Дример оторопел:
— То есть как?
— Понимаешь, олимпиец, — Тыцл шагнул обратно, — мы, типа, не вашей челобречной
породы. Не ходим мы по нужде. Ёу! Организма наша всё внутрях сама перерабатывает, а излишки
теплом исходят, греють, значить.
— Нечем нам в сортире меряться! — Дуцл глянул Дримеру в глаза. — Сечёшь?
Тот неуверенно закивал. Щекотал, конечно, вопрос про способы умножения рода диггеров, но
братец тактично сдержался.
— Мы без обид. Понимаем, что ты пришлый издалеча, не встречал такого, — объяснил
терпеливо Дуцл. — Просто прими на заметку и подшей в дело, мол, есть в миру и такое.
— Извиняйте, други, — Дример сконфузился, — я это, не ожидал.
— Да мы понятливые, — Дуцл усмехнулся облегчённо. — Слух, Тыцл, ты проводи его до
дальней штольни, пущай там оправится. А я покаместь чайку обновлю.

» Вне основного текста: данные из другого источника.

pub mod auditorium;
pub mod classroom;
pub mod health;
pub mod notification;
pub mod professor;
pub mod timetable;
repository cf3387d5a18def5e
use axum::{
    routing::{delete, get, post, put},
    Router,
};
use std::sync::Arc;

use crate::{handlers, ApiState};

pub fn routes() -> Router<Arc<ApiState>> {
    Router::new()
        .route("/api/timetable", get(handlers::timetable::list_entries))
        .route("/api/timetable", post(handlers::timetable::create_entry))
        .route(
            "/api/timetable/available-rooms",
            get(handlers::timetable::available_rooms),
        )
        .route("/api/timetable/:id", put(handlers::timetable::update_entry))
        .route(
            "/api/timetable/:id",
            delete(handlers::timetable::delete_entry),
        )
}
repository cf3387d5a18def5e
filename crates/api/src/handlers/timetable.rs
//! # Timetable Entry Handlers
//!
//! Admin-facing CRUD over recurring weekly entries plus the shared listing
//! and available-rooms lookups. Every mutating handler follows the same
//! sequence: field validation, room-type check, conflict checks under the
//! write lock, commit, then a fire-and-forget student notification.

use axum::{
    extract::{Path, Query, State},
    http::StatusCode,
    Json,
};
use std::sync::Arc;
use timetable_core::{
    errors::TimetableError,
    models::{
        classroom::{ensure_room_type, AvailableRoomsResponse, Classroom, RoomType},
        entry::{
            validate_day_of_week, validate_time_range, CreateEntryRequest, EntryFilters,
            ListEntriesResponse, TimetableEntry, UpdateEntryRequest,
        },
        notification::ChangeKind,
    },
    time::{day_of_week_from_date, overlaps},
};
use uuid::Uuid;

use crate::{
    handlers::{check_slot_free, load_classroom, notify_students, require_entry},
    middleware::{
        auth::{Caller, Role},
        error_handling::{AppError, AppJson},
    },
    ApiState,
};

#[axum::debug_handler]
pub async fn list_entries(
    State(state): State<Arc<ApiState>>,
    _caller: Caller,
    Query(filters): Query<EntryFilters>,
) -> Result<Json<ListEntriesResponse>, AppError> {
    let timetable = timetable_db::repositories::entry::list_entries(&state.db_pool, &filters)
        .await
        .map_err(TimetableError::Database)?
        .into_iter()
        .map(Into::into)
        .collect();

    Ok(Json(ListEntriesResponse { timetable }))
}

#[axum::debug_handler]
pub async fn create_entry(
    State(state): State<Arc<ApiState>>,
    caller: Caller,
    AppJson(payload): AppJson<CreateEntryRequest>,
) -> Result<(StatusCode, Json<TimetableEntry>), AppError> {
    caller.require(Role::Admin)?;
    payload.validate()?;

    // The picked date only determines the recurring weekly slot.
    let day_of_week = day_of_week_from_date(payload.date);

    // Regular entries may only target rooms of type "classroom".
    let room = load_classroom(&state.db_pool, payload.classroom_id).await?;
    ensure_room_type(&room, RoomType::Classroom)?;

    // Check-then-insert must be atomic with respect to other writers.
    let _guard = state.write_lock.lock().await;
    check_slot_free(
        &state.db_pool,
        payload.classroom_id,
        payload.professor_id,
        day_of_week as i16,
        payload.start_time,
        payload.end_time,
        None,
    )
    .await?;

    let entry: TimetableEntry = timetable_db::repositories::entry::create_entry(
        &state.db_pool,
        &payload.subject,
        payload.department_id,
        &payload.batch,
        payload.professor_id,
        payload.classroom_id,
        day_of_week as i16,
        payload.start_time,
        payload.end_time,
    )
    .await
    .map_err(TimetableError::Database)?
    .into();
    drop(_guard);

    notify_students(state.db_pool.clone(), ChangeKind::Created, entry.clone());

    Ok((StatusCode::CREATED, Json(entry)))
}

#[axum::debug_handler]
pub async fn update_entry(
    State(state): State<Arc<ApiState>>,
    caller: Caller,
    Path(id): Path<Uuid>,
    AppJson(payload): AppJson<UpdateEntryRequest>,
) -> Result<Json<TimetableEntry>, AppError> {
    caller.require(Role::Admin)?;

    if payload.is_empty() {
        return Err(AppError(TimetableError::Validation(
            "No fields to update".to_string(),
        )));
    }
    if let Some(day) = payload.day_of_week {
        validate_day_of_week(day)?;
    }

    let current = require_entry(
        timetable_db::repositories::entry::get_entry_by_id(&state.db_pool, id)
            .await
            .map_err(TimetableError::Database)?
            .map(Into::into),
    )?;

    // Absent patch fields keep their current values; the merged slot is
    // what gets validated and conflict-checked.
    let day_of_week = payload.day_of_week.unwrap_or(current.day_of_week);
    let start_time = payload.start_time.unwrap_or(current.start_time);
    let end_time = payload.end_time.unwrap_or(current.end_time);
    let classroom_id = payload.classroom_id.unwrap_or(current.classroom_id);

    validate_time_range(start_time, end_time)?;
    let room = load_classroom(&state.db_pool, classroom_id).await?;
    ensure_room_type(&room, RoomType::Classroom)?;

    let _guard = state.write_lock.lock().await;
    check_slot_free(
        &state.db_pool,
        classroom_id,
        current.professor_id,
        day_of_week as i16,
        start_time,
        end_time,
        Some(id),
    )
    .await?;

    let updated: TimetableEntry = timetable_db::repositories::entry::update_entry_slot(
        &state.db_pool,
        id,
        day_of_week as i16,
        start_time,
        end_time,
        classroom_id,
    )
    .await
    .map_err(TimetableError::Database)?
    .into();
    drop(_guard);

    notify_students(state.db_pool.clone(), ChangeKind::Updated, updated.clone());

    Ok(Json(updated))
}

#[axum::debug_handler]
pub async fn delete_entry(
    State(state): State<Arc<ApiState>>,
    caller: Caller,
    Path(id): Path<Uuid>,
) -> Result<StatusCode, AppError> {
    caller.require(Role::Admin)?;

    let entry = require_entry(
        timetable_db::repositories::entry::get_entry_by_id(&state.db_pool, id)
            .await
            .map_err(TimetableError::Database)?
            .map(Into::into),
    )?;

    let deleted = timetable_db::repositories::entry::delete_entry(&state.db_pool, id)
        .await
        .map_err(TimetableError::Database)?;
    if !deleted {
        return Err(AppError(TimetableError::NotFound(
            "Timetable entry not found".to_string(),
        )));
    }

    notify_students(state.db_pool.clone(), ChangeKind::Deleted, entry);

    Ok(StatusCode::NO_CONTENT)
}

#[derive(Debug, serde::Deserialize)]
pub struct AvailableRoomsQuery {
    pub day_of_week: u8,
    #[serde(with = "timetable_core::time::time_format")]
    pub start_time: chrono::NaiveTime,
    #[serde(with = "timetable_core::time::time_format")]
    pub end_time: chrono::NaiveTime,
}

/// Rooms with no overlapping entry on the given day and time range.
#[axum::debug_handler]
pub async fn available_rooms(
    State(state): State<Arc<ApiState>>,
    _caller: Caller,
    Query(query): Query<AvailableRoomsQuery>,
) -> Result<Json<AvailableRoomsResponse>, AppError> {
    validate_day_of_week(query.day_of_week)?;
    validate_time_range(query.start_time, query.end_time)?;

    let day_entries: Vec<TimetableEntry> =
        timetable_db::repositories::entry::entries_by_day(&state.db_pool, query.day_of_week as i16)
            .await
            .map_err(TimetableError::Database)?
            .into_iter()
            .map(Into::into)
            .collect();

    let mut rooms = Vec::new();
    for row in timetable_db::repositories::classroom::list_classrooms(&state.db_pool, None)
        .await
        .map_err(TimetableError::Database)?
    {
        let room = Classroom::try_from(row).map_err(TimetableError::Database)?;
        let busy = day_entries.iter().any(|entry| {
            entry.classroom_id == room.id
                && overlaps(entry.start_time, entry.end_time, query.start_time, query.end_time)
        });
        if !busy {
            rooms.push(room);
        }
    }

    Ok(Json(AvailableRoomsResponse { rooms }))
}
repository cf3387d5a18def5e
pub mod repositories;
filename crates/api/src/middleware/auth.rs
//! # Caller Identity
//!
//! Authentication lives outside this service: the gateway in front of the
//! API verifies the session and forwards the caller's identity as
//! `X-User-Id` and `X-User-Role` headers. This module turns those headers
//! into a typed [`Caller`] extractor and provides the role checks the
//! scheduling operations gate on.

use std::{fmt, str::FromStr};

use axum::{async_trait, extract::FromRequestParts, http::request::Parts};
use serde::{Deserialize, Serialize};
use timetable_core::errors::{TimetableError, TimetableResult};
use uuid::Uuid;

pub const USER_ID_HEADER: &str = "x-user-id";
pub const USER_ROLE_HEADER: &str = "x-user-role";

#[derive(Debug, Clone, Copy, PartialEq, Eq, Serialize, Deserialize)]
#[serde(rename_all = "lowercase")]
pub enum Role {
    Admin,
    Professor,
    Student,
}

impl Role {
    pub fn as_str(&self) -> &'static str {
        match self {
            Role::Admin => "admin",
            Role::Professor => "professor",
            Role::Student => "student",
        }
    }
}

impl fmt::Display for Role {
    fn fmt(&self, f: &mut fmt::Formatter<'_>) -> fmt::Result {
        f.write_str(self.as_str())
    }
}

impl FromStr for Role {
    type Err = String;

    fn from_str(raw: &str) -> Result<Self, Self::Err> {
        match raw {
            "admin" => Ok(Role::Admin),
            "professor" => Ok(Role::Professor),
            "student" => Ok(Role::Student),
            other => Err(format!("unknown role: {other}")),
        }
    }
}

/// The authenticated caller, as asserted by the upstream gateway.
#[derive(Debug, Clone, Copy, PartialEq, Eq)]
pub struct Caller {
    pub user_id: Uuid,
    pub role: Role,
}

impl Caller {
    /// Rejects with an authorization error unless the caller has `role`.
    pub fn require(&self, role: Role) -> TimetableResult<()> {
        if self.role != role {
            return Err(TimetableError::Authorization(format!(
                "{role} role required"
            )));
        }
        Ok(())
    }

    /// Rejects unless the caller has one of `roles`.
    pub fn require_any(&self, roles: &[Role]) -> TimetableResult<()> {
        if !roles.contains(&self.role) {
            let allowed = roles
                .iter()
                .map(Role::as_str)
                .collect::<Vec<_>>()
                .join(" or ");
            return Err(TimetableError::Authorization(format!(
                "{allowed} role required"
            )));
        }
        Ok(())
    }
}

/// Parses the identity headers from request parts, shared by the extractor
/// and its tests.
pub fn caller_from_parts(parts: &Parts) -> TimetableResult<Caller> {
    let user_id = parts
        .headers
        .get(USER_ID_HEADER)
        .and_then(|value| value.to_str().ok())
        .ok_or_else(|| {
            TimetableError::Authentication("Missing X-User-Id header".to_string())
        })?;
    let user_id = Uuid::parse_str(user_id).map_err(|_| {
        TimetableError::Authentication("X-User-Id is not a valid UUID".to_string())
    })?;

    let role = parts
        .headers
        .get(USER_ROLE_HEADER)
        .and_then(|value| value.to_str().ok())
        .ok_or_else(|| {
            TimetableError::Authentication("Missing X-User-Role header".to_string())
        })?;
    let role = role
        .parse()
        .map_err(|err: String| TimetableError::Authentication(err))?;

    Ok(Caller { user_id, role })
}

#[async_trait]
impl<S> FromRequestParts<S> for Caller
where
    S: Send + Sync,
{
    type Rejection = crate::middleware::error_handling::AppError;

    async fn from_request_parts(parts: &mut Parts, _state: &S) -> Result<Self, Self::Rejection> {
        caller_from_parts(parts).map_err(Into::into)
    }
}
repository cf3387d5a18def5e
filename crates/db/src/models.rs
use chrono::{DateTime, NaiveDate, NaiveTime, Utc};
use eyre::eyre;
use serde::{Deserialize, Serialize};
use sqlx::FromRow;
use timetable_core::models::{
    booking::AuditoriumBooking,
    classroom::Classroom,
    entry::TimetableEntry,
    notification::Notification,
};
use uuid::Uuid;

/// Row shape for `timetable_entries`. `seq` records insertion order and is
/// not exposed past this crate.
#[derive(Debug, Clone, Serialize, Deserialize, FromRow)]
pub struct DbTimetableEntry {
    pub id: Uuid,
    pub seq: i64,
    pub subject: String,
    pub department_id: Uuid,
    pub batch: String,
    pub professor_id: Uuid,
    pub classroom_id: Uuid,
    pub day_of_week: i16,
    pub start_time: NaiveTime,
    pub end_time: NaiveTime,
    pub created_at: DateTime<Utc>,
    pub updated_at: DateTime<Utc>,
}

impl From<DbTimetableEntry> for TimetableEntry {
    fn from(row: DbTimetableEntry) -> Self {
        TimetableEntry {
            id: row.id,
            subject: row.subject,
            department_id: row.department_id,
            batch: row.batch,
            professor_id: row.professor_id,
            classroom_id: row.classroom_id,
            day_of_week: row.day_of_week as u8,
            start_time: row.start_time,
            end_time: row.end_time,
            created_at: row.created_at,
            updated_at: row.updated_at,
        }
    }
}

#[derive(Debug, Clone, Serialize, Deserialize, FromRow)]
pub struct DbClassroom {
    pub id: Uuid,
    pub room_no: String,
    pub capacity: Option<i32>,
    pub room_type: String,
}

impl TryFrom<DbClassroom> for Classroom {
    type Error = eyre::Report;

    fn try_from(row: DbClassroom) -> Result<Self, Self::Error> {
        let room_type = row
            .room_type
            .parse()
            .map_err(|err: String| eyre!(err))?;
        Ok(Classroom {
            id: row.id,
            room_no: row.room_no,
            capacity: row.capacity,
            room_type,
        })
    }
}

#[derive(Debug, Clone, Serialize, Deserialize, FromRow)]
pub struct DbAuditoriumBooking {
    pub id: Uuid,
    pub classroom_id: Uuid,
    pub event_name: String,
    pub booking_date: NaiveDate,
    pub start_time: NaiveTime,
    pub end_time: NaiveTime,
    pub booked_by: Uuid,
    pub status: String,
    pub created_at: DateTime<Utc>,
}

impl TryFrom<DbAuditoriumBooking> for AuditoriumBooking {
    type Error = eyre::Report;

    fn try_from(row: DbAuditoriumBooking) -> Result<Self, Self::Error> {
        let status = row.status.parse().map_err(|err: String| eyre!(err))?;
        Ok(AuditoriumBooking {
            id: row.id,
            classroom_id: row.classroom_id,
            event_name: row.event_name,
            booking_date: row.booking_date,
            start_time: row.start_time,
            end_time: row.end_time,
            booked_by: row.booked_by,
            status,
            created_at: row.created_at,
        })
    }
}

#[derive(Debug, Clone, Serialize, Deserialize, FromRow)]
pub struct DbNotification {
    pub id: Uuid,
    pub department_id: Option<Uuid>,
    pub batch: Option<String>,
    pub title: String,
    pub content: String,
    pub notification_type: String,
    pub created_at: DateTime<Utc>,
}

impl From<DbNotification> for Notification {
    fn from(row: DbNotification) -> Self {
        Notification {
            id: row.id,
            department_id: row.department_id,
            batch: row.batch,
            title: row.title,
            content: row.content,
            notification_type: row.notification_type,
            created_at: row.created_at,
        }
    }
}
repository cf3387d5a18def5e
pub mod auth;
pub mod error_handling;
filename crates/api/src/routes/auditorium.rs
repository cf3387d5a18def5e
use axum::{
    routing::{get, post},
    Router,
};
use std::sync::Arc;

use crate::{handlers, ApiState};

pub fn routes() -> Router<Arc<ApiState>> {
    Router::new()
        .route(
            "/api/auditorium/book",
            post(handlers::auditorium::book_auditorium),
        )
        .route(
            "/api/auditorium/bookings",
            get(handlers::auditorium::list_bookings),
        )
}
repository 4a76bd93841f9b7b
use std::io::Write;
use std::path::Path;

use thiserror::Error;

use super::model::Dataset;

// ---------------------------------------------------------------------------
// CSV export of the current filtered view
// ---------------------------------------------------------------------------

#[derive(Debug, Error)]
pub enum ExportError {
    #[error("writing CSV: {0}")]
    Csv(#[from] csv::Error),
    #[error("flushing output: {0}")]
    Io(#[from] std::io::Error),
}

/// Serialize the given view back to CSV, preserving the view's row order and
/// every original column in source header order. Missing cells serialize as
/// empty fields, so the output round-trips through the loader.
pub fn write_csv<W: Write>(dataset: &Dataset, indices: &[usize], out: W) -> Result<(), ExportError> {
    let mut writer = csv::Writer::from_writer(out);

    writer.write_record(&dataset.column_names)?;
    for &i in indices {
        let rec = &dataset.records[i];
        let row: Vec<String> = dataset
            .column_names
            .iter()
            .map(|col| rec.value(col).to_string())
            .collect();
        writer.write_record(&row)?;
    }
    writer.flush()?;
    Ok(())
}

/// Export the view to a file path (the save-dialog target).
pub fn export_to_path(dataset: &Dataset, indices: &[usize], path: &Path) -> Result<(), ExportError> {
    let file = std::fs::File::create(path)?;
    write_csv(dataset, indices, file)
}

#[cfg(test)]
mod tests {
    use super::*;
    use crate::data::loader::load_file;
    use crate::data::model::{Record, Value};

    fn rec(pairs: &[(&str, Value)]) -> Record {
        Record::new(
            pairs
                .iter()
                .map(|(k, v)| (k.to_string(), v.clone()))
                .collect(),
        )
    }

    fn dataset() -> Dataset {
        Dataset::from_records(
            vec![
                rec(&[
                    ("Company", Value::String("Acme".into())),
                    ("Model", Value::String("Alpha".into())),
                    ("Ex-Showroom_Price", Value::Integer(649000)),
                ]),
                rec(&[
                    ("Company", Value::String("Zen".into())),
                    ("Model", Value::Null),
                    ("Ex-Showroom_Price", Value::Float(825000.5)),
                ]),
                rec(&[
                    ("Company", Value::String("Bolt".into())),
                    ("Model", Value::String("Beta".into())),
                    ("Ex-Showroom_Price", Value::Null),
                ]),
            ],
            vec!["Company".into(), "Model".into(), "Ex-Showroom_Price".into()],
        )
    }

    #[test]
    fn export_round_trips_through_the_loader() {
        let ds = dataset();
        let dir = tempfile::tempdir().unwrap();
        let path = dir.path().join("export.csv");

        export_to_path(&ds, &[0, 1, 2], &path).unwrap();
        let back = load_file(&path).unwrap();

        assert_eq!(back.len(), 3);
        assert_eq!(back.column_names, ds.column_names);
        for (orig, re) in ds.records.iter().zip(back.records.iter()) {
            for col in &ds.column_names {
                assert_eq!(orig.value(col), re.value(col), "column {col}");
            }
        }
    }

    #[test]
    fn export_respects_view_order_and_subset() {
        let ds = dataset();
        let mut buf = Vec::new();
        write_csv(&ds, &[2, 0], &mut buf).unwrap();
        let text = String::from_utf8(buf).unwrap();
        let lines: Vec<&str> = text.lines().collect();
        assert_eq!(lines[0], "Company,Model,Ex-Showroom_Price");
        assert_eq!(lines[1], "Bolt,Beta,");
        assert_eq!(lines[2], "Acme,Alpha,649000");
        assert_eq!(lines.len(), 3);
    }

    #[test]
    fn empty_view_exports_header_only() {
        let ds = dataset();
        let mut buf = Vec::new();
        write_csv(&ds, &[], &mut buf).unwrap();
        let text = String::from_utf8(buf).unwrap();
        assert_eq!(text.trim_end(), "Company,Model,Ex-Showroom_Price");
    }
}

— Пойдём, олимпиец! — Тыцл махнул головой в сторону проёма. — Ходи за мной, токма
голову береги!
Дример захватил полотенце и вышел вслед за Тыцлом в узкий тесный коридор, отмечая
практичность диггеровских ботинок. Комбинезон неприятно лип к телу. С Шапки-Невредимки
стекали по лицу остатки воды. Коридор плавно уходил вниз, заканчиваясь ступеньками.
Спустившись по ним, братец оказался в круглой комнате намного большего размера. Из неё
несколько проёмов вели коридорами в разные стороны ещё ниже. Из того, что был прямо перед
ним, Дример вдруг услышал детский смех и многоногие притоптывания. Под енто топотание кто-
то скороговоркой нёс какую-то околесицу на невнятном наречии. Тыцл обернулся и произнёс:
— Да это детки рэп читают! У нас, понимаешь, национальная культура в ходу, по типу
народного творчества. Деток, стало быть, с раннего голопопия бабульки-воспитульки приучают
хороводы древние водить да заговоры различные читать под бубенцы шаманские и топотания аки
положено. От икоты и зевоты, слепоты и глухоты! Ёу!
Дример нагнул голову, заглянул в проем и увидел огромный зал, уставленный разнокалиберной
мебелью и увешанный разными красочными висючками. Но никого там не было.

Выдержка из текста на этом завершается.